Mancando di dare i minimi ragguagli sulle presunte “altre duecento fosse comuni
rinvenute”, il servizio si giova della mia presenza in loco per avvalorare le
dichiarazioni di una delle parti coinvolte in questo conflitto e dare conferma
della loro validità assoluta ed evidentemente indiscutibile,
Professionalmente è del tutto inaccettabile che il mio lavoro da inviato sul
campo venga utilizzato tacendo su un'evidenza palese e venga al contempo
distorto per dare conferma di una versione dei fatti priva di fonti e di
qualunque ragionevole fondamento. Sono convinto che l'accaduto sia del tutto
slegato dalla volontà dei vertici di Rete 4 e ancor più da quelli dell'azienda
a cui fa riferimento il canale.
Particolarmente spiacevole per me è che questa vicenda si consumi ad una
settimana dalla decontestualizzazione di una parte del mio precedente servizio
per la medesima trasmissione, servizio che si proponeva di raccontare, insieme
al presente, la strage di Mariupol del 2014.

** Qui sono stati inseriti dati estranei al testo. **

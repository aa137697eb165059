//! # Repeat policies.
//!
//! [`Repeat`] decides whether a run performs another call.
//!
//! - [`Repeat::Once`] - a single unconditional call (the default; also `false`).
//! - [`Repeat::Forever`] - keep calling until the timeout stops the run (`true`).
//! - [`Repeat::Times`] - exactly `n` calls. `Times(0)` makes no call at all but
//!   still waits the configured delay once before settling.
//! - [`Repeat::Predicate`] - ask a predicate before every call, including the first.
//!
//! ## Choosing the right policy
//! ```text
//! Fire once after a delay       → Repeat::Once      + Delay::Constant
//! Every 500ms, three times      → Repeat::Times(3)  + Delay::Constant(500ms)
//! Until a job reports "done"    → Repeat::predicate(|last, _| not done(last))
//! Heartbeat until deadline      → Repeat::Forever   + timeout
//! ```
//!
//! `Once` and `Times(0)` are deliberately different: `Once` calls the unit of work
//! without consulting a policy, `Times(0)` never calls it.

use std::{fmt, future::Future, sync::Arc};

use futures::future::{BoxFuture, FutureExt};

type SyncPredicate<T, E> = dyn Fn(Option<&T>, u64) -> Result<bool, E> + Send + Sync;
type AsyncPredicate<T, E> =
    dyn Fn(Option<&T>, u64) -> BoxFuture<'static, Result<bool, E>> + Send + Sync;

/// A caller-supplied "run again?" check, synchronous or asynchronous.
///
/// Both forms receive the value produced by the previous call (or `None` before
/// the first one) and the index of the iteration about to run. A failing
/// predicate aborts the run exactly like a failing call.
pub enum Predicate<T, E> {
    /// Evaluated inline.
    Sync(Arc<SyncPredicate<T, E>>),
    /// Returns a future; the run awaits it (racing the timeout guard).
    Async(Arc<AsyncPredicate<T, E>>),
}

/// Result of asking a policy whether to continue.
pub(crate) enum Verdict<E> {
    Ready(Result<bool, E>),
    Pending(BoxFuture<'static, Result<bool, E>>),
}

/// Policy deciding whether another iteration runs.
pub enum Repeat<T, E> {
    /// Single unconditional call.
    Once,
    /// Unbounded; only the timeout guard or an error ends the run.
    Forever,
    /// Exactly `n` calls, iterations `0..n`.
    Times(u64),
    /// Continue while the predicate returns `true`.
    Predicate(Predicate<T, E>),
}

impl<T, E> Repeat<T, E> {
    /// Infallible synchronous predicate.
    ///
    /// ```rust
    /// use taskloop::Repeat;
    ///
    /// // keep polling while the last status is not "completed"
    /// let repeat: Repeat<String, std::io::Error> =
    ///     Repeat::predicate(|last: Option<&String>, _| last.map_or(true, |s| s != "completed"));
    /// # let _ = repeat;
    /// ```
    pub fn predicate<F>(f: F) -> Self
    where
        F: Fn(Option<&T>, u64) -> bool + Send + Sync + 'static,
    {
        Self::try_predicate(move |latest, i| Ok(f(latest, i)))
    }

    /// Fallible synchronous predicate.
    pub fn try_predicate<F>(f: F) -> Self
    where
        F: Fn(Option<&T>, u64) -> Result<bool, E> + Send + Sync + 'static,
    {
        Repeat::Predicate(Predicate::Sync(Arc::new(f)))
    }

    /// Infallible asynchronous predicate.
    ///
    /// The returned future must be `'static`: copy what it needs out of the
    /// borrowed value before the `async` block.
    pub fn predicate_async<F, Fut>(f: F) -> Self
    where
        F: Fn(Option<&T>, u64) -> Fut + Send + Sync + 'static,
        Fut: Future<Output = bool> + Send + 'static,
        E: 'static,
    {
        Self::try_predicate_async(move |latest, i| f(latest, i).map(Ok))
    }

    /// Fallible asynchronous predicate.
    pub fn try_predicate_async<F, Fut>(f: F) -> Self
    where
        F: Fn(Option<&T>, u64) -> Fut + Send + Sync + 'static,
        Fut: Future<Output = Result<bool, E>> + Send + 'static,
    {
        Repeat::Predicate(Predicate::Async(Arc::new(
            move |latest: Option<&T>, i: u64| f(latest, i).boxed(),
        )))
    }

    /// Decides whether iteration `iteration` should run, given the previous value.
    ///
    /// Only looping policies reach this; the scheduler dispatches `Once` itself.
    /// Here `Once` evaluates like `Times(1)`.
    pub(crate) fn evaluate(&self, latest: Option<&T>, iteration: u64) -> Verdict<E> {
        match self {
            Repeat::Once => Verdict::Ready(Ok(iteration < 1)),
            Repeat::Forever => Verdict::Ready(Ok(true)),
            Repeat::Times(n) => Verdict::Ready(Ok(iteration < *n)),
            Repeat::Predicate(Predicate::Sync(f)) => Verdict::Ready(f(latest, iteration)),
            Repeat::Predicate(Predicate::Async(f)) => Verdict::Pending(f(latest, iteration)),
        }
    }
}

impl<T, E> Default for Repeat<T, E> {
    /// Returns [`Repeat::Once`].
    fn default() -> Self {
        Repeat::Once
    }
}

impl<T, E> Clone for Repeat<T, E> {
    fn clone(&self) -> Self {
        match self {
            Repeat::Once => Repeat::Once,
            Repeat::Forever => Repeat::Forever,
            Repeat::Times(n) => Repeat::Times(*n),
            Repeat::Predicate(Predicate::Sync(f)) => {
                Repeat::Predicate(Predicate::Sync(Arc::clone(f)))
            }
            Repeat::Predicate(Predicate::Async(f)) => {
                Repeat::Predicate(Predicate::Async(Arc::clone(f)))
            }
        }
    }
}

impl<T, E> fmt::Debug for Repeat<T, E> {
    fn fmt(&self, f: &mut fmt::Formatter<'_>) -> fmt::Result {
        match self {
            Repeat::Once => f.write_str("Once"),
            Repeat::Forever => f.write_str("Forever"),
            Repeat::Times(n) => f.debug_tuple("Times").field(n).finish(),
            Repeat::Predicate(Predicate::Sync(_)) => f.write_str("Predicate(sync)"),
            Repeat::Predicate(Predicate::Async(_)) => f.write_str("Predicate(async)"),
        }
    }
}

impl<T, E> From<bool> for Repeat<T, E> {
    /// `false` → [`Repeat::Once`], `true` → [`Repeat::Forever`].
    fn from(forever: bool) -> Self {
        if forever {
            Repeat::Forever
        } else {
            Repeat::Once
        }
    }
}

impl<T, E> From<u64> for Repeat<T, E> {
    fn from(n: u64) -> Self {
        Repeat::Times(n)
    }
}
use std::future::Future;
use std::io;
use std::time::Duration;

use async_trait::async_trait;
use log::error;
use sqlx::PgPool;
use uuid::Uuid;

use super::{task_exists, task_not_found, user_not_found, username_taken};
use super::{TaskRepository, UserRepository};
use crate::error::AppError;
use crate::models::{NewTask, NewUser, Task, User};

const USER_COLUMNS: &str = "id, username, password_hash, role";
const TASK_COLUMNS: &str = "id, title, due_date, status";

/// Runs a store operation under a deadline. An elapsed deadline surfaces as an
/// I/O timeout so callers classify it like any other store failure.
async fn bounded<T, F>(timeout: Duration, fut: F) -> Result<T, sqlx::Error>
where
    F: Future<Output = Result<T, sqlx::Error>>,
{
    match tokio::time::timeout(timeout, fut).await {
        Ok(result) => result,
        Err(_) => Err(sqlx::Error::Io(io::Error::new(
            io::ErrorKind::TimedOut,
            format!("store operation exceeded {:?}", timeout),
        ))),
    }
}

fn is_unique_violation(err: &sqlx::Error) -> bool {
    err.as_database_error()
        .map(|db| db.is_unique_violation())
        .unwrap_or(false)
}

/// Logs the underlying cause and returns a generic internal error with `msg`.
fn internal(msg: &str, err: sqlx::Error) -> AppError {
    error!("{}: {}", msg, err);
    AppError::InternalServerError(msg.to_string())
}

pub struct PgUserRepository {
    pool: PgPool,
    timeout: Duration,
}

impl PgUserRepository {
    pub fn new(pool: PgPool, timeout: Duration) -> Self {
        Self { pool, timeout }
    }
}

#[async_trait]
impl UserRepository for PgUserRepository {
    async fn create_user(&self, user: NewUser) -> Result<User, AppError> {
        let sql = format!(
            "INSERT INTO users (id, username, password_hash, role) VALUES ($1, $2, $3, $4) RETURNING {}",
            USER_COLUMNS
        );
        let query = sqlx::query_as::<_, User>(&sql)
            .bind(Uuid::new_v4())
            .bind(&user.username)
            .bind(&user.password_hash)
            .bind(user.role)
            .fetch_one(&self.pool);

        bounded(self.timeout, query).await.map_err(|e| {
            if is_unique_violation(&e) {
                username_taken()
            } else {
                internal("Error creating user", e)
            }
        })
    }

    async fn update_user(&self, id: Uuid, user: &User) -> Result<(), AppError> {
        let query = sqlx::query(
            "UPDATE users SET username = $1, password_hash = $2, role = $3 WHERE id = $4",
        )
        .bind(&user.username)
        .bind(&user.password_hash)
        .bind(user.role)
        .bind(id)
        .execute(&self.pool);

        let result = bounded(self.timeout, query).await.map_err(|e| {
            if is_unique_violation(&e) {
                username_taken()
            } else {
                internal("Error updating user", e)
            }
        })?;

        if result.rows_affected() == 0 {
            return Err(user_not_found());
        }
        Ok(())
    }

    async fn find_by_username(&self, username: &str) -> Result<User, AppError> {
        let sql = format!("SELECT {} FROM users WHERE username = $1", USER_COLUMNS);
        let query = sqlx::query_as::<_, User>(&sql)
            .bind(username)
            .fetch_optional(&self.pool);

        bounded(self.timeout, query)
            .await
            .map_err(|e| internal("Error retrieving user", e))?
            .ok_or_else(user_not_found)
    }

    async fn count_users(&self) -> Result<i64, AppError> {
        let query = sqlx::query_scalar::<_, i64>("SELECT COUNT(*) FROM users").fetch_one(&self.pool);

        bounded(self.timeout, query)
            .await
            .map_err(|e| internal("Error counting users", e))
    }
}

pub struct PgTaskRepository {
    pool: PgPool,
    timeout: Duration,
}

impl PgTaskRepository {
    pub fn new(pool: PgPool, timeout: Duration) -> Self {
        Self { pool, timeout }
    }
}

#[async_trait]
impl TaskRepository for PgTaskRepository {
    async fn create_task(&self, task: NewTask) -> Result<Task, AppError> {
        let sql = format!(
            "INSERT INTO tasks (id, title, due_date, status) VALUES ($1, $2, $3, $4) RETURNING {}",
            TASK_COLUMNS
        );
        let query = sqlx::query_as::<_, Task>(&sql)
            .bind(Uuid::new_v4())
            .bind(&task.title)
            .bind(task.due_date)
            .bind(task.status)
            .fetch_one(&self.pool);

        bounded(self.timeout, query).await.map_err(|e| {
            if is_unique_violation(&e) {
                task_exists()
            } else {
                internal("Error creating task", e)
            }
        })
    }

    async fn get_task(&self, id: Uuid) -> Result<Task, AppError> {
        let sql = format!("SELECT {} FROM tasks WHERE id = $1", TASK_COLUMNS);
        let query = sqlx::query_as::<_, Task>(&sql)
            .bind(id)
            .fetch_optional(&self.pool);

        bounded(self.timeout, query)
            .await
            .map_err(|e| internal("Error retrieving task", e))?
            .ok_or_else(task_not_found)
    }

    async fn get_tasks(&self) -> Result<Vec<Task>, AppError> {
        let sql = format!("SELECT {} FROM tasks ORDER BY due_date, title", TASK_COLUMNS);
        let query = sqlx::query_as::<_, Task>(&sql).fetch_all(&self.pool);

        bounded(self.timeout, query)
            .await
            .map_err(|e| internal("Error retrieving tasks", e))
    }

    async fn update_task(&self, id: Uuid, task: NewTask) -> Result<Task, AppError> {
        let sql = format!(
            "UPDATE tasks SET title = $1, due_date = $2, status = $3 WHERE id = $4 RETURNING {}",
            TASK_COLUMNS
        );
        let query = sqlx::query_as::<_, Task>(&sql)
            .bind(&task.title)
            .bind(task.due_date)
            .bind(task.status)
            .bind(id)
            .fetch_optional(&self.pool);

        bounded(self.timeout, query)
            .await
            .map_err(|e| {
                if is_unique_violation(&e) {
                    task_exists()
                } else {
                    internal("Error updating task", e)
                }
            })?
            .ok_or_else(task_not_found)
    }

    async fn delete_task(&self, id: Uuid) -> Result<(), AppError> {
        let query = sqlx::query("DELETE FROM tasks WHERE id = $1")
            .bind(id)
            .execute(&self.pool);

        let result = bounded(self.timeout, query)
            .await
            .map_err(|e| internal("Error deleting task", e))?;

        if result.rows_affected() == 0 {
            return Err(task_not_found());
        }
        Ok(())
    }
}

L'accaduto costituisce l'ennesima forzatura narrativa sulle vicende ucraine:
una forzatura che contribuisce ad alimentare un clima volto a compromettere la
possibilità di una qualunque soluzione diplomatica, e con questa, l'auspicabile
fine della guerra. Insieme a queste considerazioni intendo ribadire che non
esistono guerre gentili o raffinate. La tragedia di Mariupol, come quella
dell'intero Donbass e dell'intera Ucraina, poteva e doveva essere evitata.
Professionalmente, e umanamente, ho il dovere di fare tutto quello che è nelle
mie possibilità per scongiurare nuove tragedie: molto più semplicemente, ho il
dovere di dire la verità.
Maurizio Vezzosi
*Maurizio
Vezzosi, analista e reporter freelance. Collabora con RSI Televisione Svizzera,
L’Espresso, Limes, l'Atlante geopolitico di Treccani, il centro studi Quadrante
Futuro ed altre testate. Ha raccontato il conflitto ucraino dai territori
insorti contro il governo di Kiev documentando la situazione sulla linea del
fronte. Nel 2016 ha documentato le ripercussioni della crisi siriana sui
fragili equilibri del Libano. Si occupa della radicalizzazione islamica nello
spazio post-sovietico, in particolare nel Caucaso settentrionale, in Uzbekistan
e in Kirghizistan. Nel quadro della transizione politica che interessa la
Bielorussia, nel 2021 ha seguito da Minsk i lavori dell’Assemblea Nazionale.
Tra la primavera e l’estate del 2021 ha documentato il contesto armeno
post-bellico, seguendo da Erevan gli sviluppi pre e post-elettorali. È
assegnista di ricerca presso l’Istituto di studi politici “S. Pio V”.